Mass Producing Clean Energy Technology

What started as a hunch about the power density of ocean resources has been validated through development. “We didn’t know at the beginning if the costs were achievable,” Garth admits. “But as we’ve gone on, we’ve proven that yes, you can make these machines for down around $1,500 a kilowatt. And that’s all you need to compete with fossil fuel costs and scaled production.”

The best use of this power at sea? “Clean fuels and compute,” explains Garth. For fuels, Panthalassa can make clean hydrogen that ships back to shore on autonomous collection vessels. For computing, the ocean provides an ideal cooling solution, eliminating one of the major costs of operating data centers. Compute hardware sits on board the device, and AI workloads are performed via LEO satellite. The simple design of the nodes means that manufacturing can scale fast: fast enough to provide an alternative to land-based data centers. 

“For basically a billion dollars, you can go and build a factory that spits out a gigawatt capacity of nodes every single year,” Garth notes. “The structure is so darn simple, and we can mass produce these units from a single coastal manufacturing facility, building the same thing over and over, that gets you those mass production economies of scale.”

This approach creates minimal strain on existing supply chains. As Mike Schroepfer points out, this is an almost completely orthogonal supply chain to a traditional data center. “Even in our very long run, large-scale scenarios where we’re doing many, many gigawatts of production, we’re only increasing the global steel consumption by a very small fraction,” Garth explains. “In comparison to a car factory, where you’ve got all of these complex elements that have to be brought together. Our factory will be an order of magnitude simpler than that, the capital intensity will be much lower than a car factory, and the scaling rates will be very high.”

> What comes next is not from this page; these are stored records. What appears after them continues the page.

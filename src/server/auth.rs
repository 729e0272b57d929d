use std::sync::Arc;

use axum::{Json, extract::State, http::StatusCode, response::IntoResponse};

use crate::auth::{ClientInfo, RequireAuth, issue_session, refresh_session};
use crate::error::Error;
use crate::rbac::Principal;
use crate::server::AppState;
use crate::server::dto::{LoginRequest, LoginResponse, RefreshRequest, UserResponse};
use crate::server::response::{ApiError, ApiResponse};
use crate::types::User;

pub(crate) fn user_response(state: &AppState, user: User) -> Result<UserResponse, ApiError> {
    let roles = state.store.list_user_roles(user.id)?;
    let is_admin = roles.iter().any(|r| r.is_admin);
    Ok(UserResponse {
        user,
        roles,
        is_admin,
    })
}

pub async fn login(
    State(state): State<Arc<AppState>>,
    ClientInfo(meta): ClientInfo,
    Json(req): Json<LoginRequest>,
) -> impl IntoResponse {
    let user = state.store.get_user_by_username(req.username.trim())?;

    let verified = match &user {
        Some(user) => {
            let hasher = state.hasher.clone();
            let password = req.password.clone();
            let hash = user.password_hash.clone();
            tokio::task::spawn_blocking(move || hasher.verify(&password, &hash))
                .await
                .map_err(|_| ApiError::internal("password verification failed"))?
                .unwrap_or(false)
        }
        None => false,
    };

    let Some(user) = user.filter(|_| verified) else {
        state.audit.auth_event(
            "login_failed",
            None,
            false,
            Some("invalid username or password"),
            &meta,
        );
        return Err(ApiError::unauthorized("invalid username or password"));
    };

    let issued = issue_session(&*state.store, user.id, &state.config.auth)?;
    state
        .audit
        .auth_event("login_success", Some(user.id), true, None, &meta);
    tracing::info!(user_id = user.id, "user logged in");

    let user = user_response(&state, user)?;
    Ok::<_, ApiError>(Json(ApiResponse::success(LoginResponse {
        access_token: issued.access_token,
        refresh_token: issued.refresh_token,
        token_type: issued.token_type,
        expires_in: issued.expires_in,
        refresh_expires_in: issued.refresh_expires_in,
        user,
        totp_required: false,
        temporary_token: None,
    })))
}

pub async fn refresh(
    State(state): State<Arc<AppState>>,
    ClientInfo(meta): ClientInfo,
    Json(req): Json<RefreshRequest>,
) -> impl IntoResponse {
    match refresh_session(&*state.store, req.refresh_token.trim(), &state.config.auth) {
        Ok(issued) => {
            state.audit.auth_event(
                "token_refreshed",
                Some(issued.session.user_id),
                true,
                None,
                &meta,
            );
            Ok(Json(ApiResponse::success(issued)))
        }
        Err(e @ (Error::Unauthorized | Error::TokenExpired | Error::InvalidTokenFormat)) => {
            state
                .audit
                .auth_event("token_refresh_failed", None, false, Some(&e.to_string()), &meta);
            Err(ApiError::unauthorized("invalid refresh token"))
        }
        Err(e) => Err(ApiError::from(e)),
    }
}

/// Revokes the calling session. API keys are revoked through their own
/// endpoint.
pub async fn logout(
    RequireAuth(ctx): RequireAuth,
    State(state): State<Arc<AppState>>,
    ClientInfo(meta): ClientInfo,
) -> impl IntoResponse {
    let Principal::Session { session_id, .. } = ctx.principal else {
        return Err(ApiError::bad_request("logout requires a session token"));
    };
    state.store.delete_session(session_id)?;
    state
        .audit
        .auth_event("logout", Some(ctx.user.id), true, None, &meta);
    Ok::<_, ApiError>(StatusCode::NO_CONTENT)
}

pub async fn me(
    RequireAuth(ctx): RequireAuth,
    State(state): State<Arc<AppState>>,
) -> impl IntoResponse {
    let user = user_response(&state, ctx.user)?;
    Ok::<_, ApiError>(Json(ApiResponse::success(user)))
}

Clean Powers Next Wave of Innovation

Panthalassa is named for the single global ocean that surrounded Earth’s supercontinent Pangea, where ancient life settled, sank, and became the fossil fuels we burn today. By unlocking the power of the open ocean at speed and scale, Panthalassa is changing the equation for companies and communities with net-zero targets in the coming decade and beyond. 

The company is currently building its pilot manufacturing facility near its headquarters in Portland, Oregon. As manufacturing capabilities scale up, the implications extend far beyond electricity. Abundant ocean-based energy enables new architectures for AI compute, clean fuels, and heavy industry. Rather than building infrastructure, Panthalassa is manufacturing energy devices, then deploying them at sea, where the platform can expand without the constraints of land and grid expansion, and avoid the bottlenecks of permitting and supply chain congestion.

In a world that needs terawatts of clean, reliable, affordable energy, Panthalassa is not merely deploying a new technology, it’s opening a new frontier.